Resistance to antibiotic drugs is a "global health emergency" that threatens the progress made by modern medicine, the head of the UN's health agency warned as a new report was published Wednesday.

The report by the World Health Organization (WHO) found there is a lack of new treatments being developed to combat antibiotic-resistant infections, such as tuberculosis which kills around 250,000 people each year.

"There is an urgent need for more investment in research and development for antibiotic-resistant infections including tuberculosis (TB), otherwise we will be forced back to a time when people feared common infections and risked their lives from minor surgery," WHO director-general Tedros Adhanom Ghebreyesus said.

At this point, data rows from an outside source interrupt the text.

//! Structured observability hooks for deployment lifecycle events.
//!
//! Events are emitted at `info!` (failures at `warn!`) with an `event` field
//! naming the lifecycle step, so log pipelines can filter on it.

use tracing::{info, warn};

/// RAII guard that tags every log line of one custom-resource invocation.
///
/// # Example
///
/// ```ignore
/// let _span = RequestSpan::enter("req-1", "Update", "SiteDeployment");
/// ```
pub struct RequestSpan {
    _span: tracing::span::EnteredSpan,
}

impl RequestSpan {
    pub fn enter(request_id: &str, request_type: &str, logical_id: &str) -> Self {
        let span = tracing::info_span!(
            "sitedeploy.request",
            request_id = %request_id,
            request_type = %request_type,
            logical_id = %logical_id,
        );
        Self {
            _span: span.entered(),
        }
    }
}

pub fn emit_deploy_started(request_type: &str, archives: usize, purge: bool) {
    info!(
        event = "deploy.started",
        request_type = %request_type,
        archives = archives,
        purge = purge,
    );
}

pub fn emit_deploy_finished(request_type: &str, success: bool, duration_ms: u64) {
    info!(
        event = "deploy.finished",
        request_type = %request_type,
        success = success,
        duration_ms = duration_ms,
    );
}

pub fn emit_archive_uploaded(source: &str, files: usize, bytes: u64) {
    info!(event = "upload.archive", source = %source, files = files, bytes = bytes);
}

/// Stale-object deletion failed; the deployment continues.
pub fn emit_purge_failed(key: &str, error: &dyn std::fmt::Display) {
    warn!(event = "purge.failed", key = %key, error = %error);
}

/// Teardown could not delete an object; the teardown continues.
pub fn emit_teardown_failed(key: &str, error: &dyn std::fmt::Display) {
    warn!(event = "teardown.failed", key = %key, error = %error);
}

pub fn emit_invalidation_issued(distribution_id: &str, invalidation_id: &str, paths: usize) {
    info!(
        event = "invalidation.issued",
        distribution_id = %distribution_id,
        invalidation_id = %invalidation_id,
        paths = paths,
    );
}

pub fn emit_invalidation_poll(distribution_id: &str, pending: usize, attempt: u32) {
    info!(
        event = "invalidation.poll",
        distribution_id = %distribution_id,
        pending = pending,
        attempt = attempt,
    );
}

pub fn emit_invalidation_suspended(distribution_id: &str, pending: usize) {
    warn!(
        event = "invalidation.suspended",
        distribution_id = %distribution_id,
        pending = pending,
    );
}

#[cfg(test)]
mod tests {
    use super::*;

    #[test]
    fn request_span_enters_and_drops() {
        let _span = RequestSpan::enter("req-1", "Create", "SiteDeployment");
        emit_deploy_started("Create", 2, true);
    }
}
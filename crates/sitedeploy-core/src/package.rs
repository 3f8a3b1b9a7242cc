//! Build-side packaging: archive the site, fingerprint it, publish archives.

use std::path::{Path, PathBuf};

use serde::{Deserialize, Serialize};
use sha2::{Digest, Sha256};
use sitedeploy_store::{BlobStore, ObjectAttributes, StorageLocation};
use tracing::{debug, info};

use crate::archiver;
use crate::error::{DeployError, Result};
use crate::fingerprint::{self, BuildId};
use crate::manifest::ArchiveManifest;
use crate::placeholder::{self, PlaceholderSource};

/// Key prefix for published archives and listings in the asset bucket.
pub const ASSET_PREFIX: &str = "assets";

#[derive(Debug, Clone)]
pub struct PackageOptions {
    pub source_dir: PathBuf,
    pub output_dir: PathBuf,
    pub max_archive_bytes: u64,
    /// Subtrees whose file names are already content-hashed.
    pub versioned_subdirs: Vec<String>,
    /// Set to skip the real build output entirely.
    pub placeholder: Option<PlaceholderSource>,
}

/// Archives on disk plus the build id they were fingerprinted as.
#[derive(Debug, Clone, PartialEq, Eq, Serialize, Deserialize)]
pub struct SitePackage {
    pub output_dir: PathBuf,
    pub parts: Vec<PathBuf>,
    pub filenames_path: PathBuf,
    pub file_count: usize,
    pub build_id: BuildId,
    pub placeholder: bool,
}

pub fn package_site(opts: &PackageOptions) -> Result<SitePackage> {
    let (output, build_id, is_placeholder) = match &opts.placeholder {
        Some(source) => (
            placeholder::write_placeholder(source, &opts.output_dir)?,
            BuildId::live(),
            true,
        ),
        None => {
            let output = archiver::archive_directory(
                &opts.source_dir,
                &opts.output_dir,
                opts.max_archive_bytes,
            )?;
            let build_id =
                fingerprint::build_id_from_paths(&output.filenames, &opts.versioned_subdirs);
            (output, build_id, false)
        }
    };

    info!(
        build_id = %build_id.short(),
        archives = output.parts.len(),
        files = output.filenames.len(),
        placeholder = is_placeholder,
        "packaged site"
    );
    Ok(SitePackage {
        output_dir: opts.output_dir.clone(),
        parts: output.parts,
        filenames_path: output.filenames_path,
        file_count: output.filenames.len(),
        build_id,
        placeholder: is_placeholder,
    })
}

/// Archive and listing locations in the asset bucket.
#[derive(Debug, Clone, PartialEq, Eq, Serialize, Deserialize)]
pub struct PublishedAssets {
    pub sources: Vec<StorageLocation>,
    pub filenames: StorageLocation,
}

impl PublishedAssets {
    pub fn manifest(&self) -> ArchiveManifest {
        ArchiveManifest::from_sources(self.sources.iter().cloned())
    }
}

async fn publish_file(
    store: &dyn BlobStore,
    bucket: &str,
    path: &Path,
    extension: &str,
    content_type: &str,
) -> Result<StorageLocation> {
    let data = tokio::fs::read(path)
        .await
        .map_err(|source| DeployError::ReadFailed {
            path: path.to_path_buf(),
            source,
        })?;
    let digest = hex::encode(Sha256::digest(&data));
    let key = format!("{ASSET_PREFIX}/{digest}.{extension}");

    if store.contains(&key).await? {
        debug!(key = %key, "asset already published");
    } else {
        let attrs = ObjectAttributes::default().with_content_type(content_type);
        store
            .put(&key, &data, &attrs)
            .await
            .map_err(|source| DeployError::UploadFailed {
                key: key.clone(),
                source,
            })?;
        debug!(key = %key, bytes = data.len(), "published asset");
    }
    Ok(StorageLocation::new(bucket, key))
}

/// Upload every archive and the listing under content-addressed keys.
/// Already-present keys are not rewritten.
pub async fn publish_assets(
    package: &SitePackage,
    store: &dyn BlobStore,
    bucket: &str,
) -> Result<PublishedAssets> {
    let mut sources = Vec::with_capacity(package.parts.len());
    for part in &package.parts {
        sources.push(publish_file(store, bucket, part, "zip", "application/zip").await?);
    }
    let filenames = publish_file(
        store,
        bucket,
        &package.filenames_path,
        "filenames",
        "text/plain",
    )
    .await?;
    info!(bucket = %bucket, archives = sources.len(), "published site assets");
    Ok(PublishedAssets { sources, filenames })
}

#[cfg(test)]
mod tests {
    use sitedeploy_store::fakes::MemoryBlobStore;

    use super::*;

    fn site() -> tempfile::TempDir {
        let dir = tempfile::tempdir().unwrap();
        std::fs::write(dir.path().join("index.html"), "<h1>home</h1>").unwrap();
        std::fs::create_dir_all(dir.path().join("_app/immutable")).unwrap();
        std::fs::write(dir.path().join("_app/immutable/app-1a2b.js"), "x").unwrap();
        dir
    }

    fn options(src: &Path, out: &Path) -> PackageOptions {
        PackageOptions {
            source_dir: src.to_path_buf(),
            output_dir: out.to_path_buf(),
            max_archive_bytes: 200 * 1024 * 1024,
            versioned_subdirs: vec!["_app/immutable".to_string()],
            placeholder: None,
        }
    }

    #[test]
    fn build_id_ignores_versioned_subdir() {
        let src = site();
        let out = tempfile::tempdir().unwrap();
        let first = package_site(&options(src.path(), &out.path().join("a"))).unwrap();

        std::fs::rename(
            src.path().join("_app/immutable/app-1a2b.js"),
            src.path().join("_app/immutable/app-ffff.js"),
        )
        .unwrap();
        let second = package_site(&options(src.path(), &out.path().join("b"))).unwrap();
        assert_eq!(first.build_id, second.build_id);
        assert_eq!(second.file_count, 2);
        assert!(!second.placeholder);
    }

    #[test]
    fn placeholder_skips_the_build_output() {
        let out = tempfile::tempdir().unwrap();
        let mut opts = options(&out.path().join("missing-build"), &out.path().join("a"));
        opts.placeholder = Some(PlaceholderSource::BuiltIn);
        let pkg = package_site(&opts).unwrap();
        assert!(pkg.build_id.is_live());
        assert!(pkg.placeholder);
        assert_eq!(pkg.parts.len(), 1);
    }

    #[tokio::test]
    async fn publish_uses_content_addressed_keys() {
        let src = site();
        let out = tempfile::tempdir().unwrap();
        let pkg = package_site(&options(src.path(), out.path())).unwrap();
        let store = MemoryBlobStore::new();

        let published = publish_assets(&pkg, &store, "assets").await.unwrap();
        assert_eq!(published.sources.len(), 1);
        let key = &published.sources[0].object_key;
        assert!(key.starts_with("assets/") && key.ends_with(".zip"));
        assert!(published.filenames.object_key.ends_with(".filenames"));

        store.clear_history();
        let again = publish_assets(&pkg, &store, "assets").await.unwrap();
        assert_eq!(again, published);
        assert!(store.history().is_empty());
    }
}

The report also identified 12 classes of deadly bacteria, such as those that cause pneumonia or urinary tract infections, which are increasingly resistant to existing antibiotics and urgently in need of new treatments.

While resistance to antibiotics is inevitable over time, it has been accelerated by the misuse of drugs, the WHO said.

When the most common antibiotics fail to work, more expensive types are prescribed, resulting in longer illness and treatment, often in hospital.

Cases are increasingly reported in which no existing drug works.

"Pharmaceutical companies and researchers must urgently focus on new antibiotics against certain types of extremely serious infections that can kill patients in a matter of days because we have no line of defence," said Dr Suzanne Hill, the director of the agency's department of essential medicines.

The WHO study found that new drugs in the clinical pipeline are modifications of existing medicines and are only short-term solutions.

Out of 51 new drugs under development, the agency classifies only eight as adding any value to current treatments.

There are also very few oral treatments in the works, which are essential for treating infections outside hospitals.

Germany, Luxembourg, the Netherlands, South Africa, Switzerland and the United Kingdom and the Wellcome Trust have pledged more than 56 million euros ($67 million) to help counter antimicrobial resistance.

But Dr Mario Raviglione, the head of the WHO's global TB initiative, said more than $800 million each year is needed to fund research into drug-resistant TB alone.

The WHO warned however that new treatments alone would not be sufficient and stressed the importance of responsible use of antibiotics in people and animals.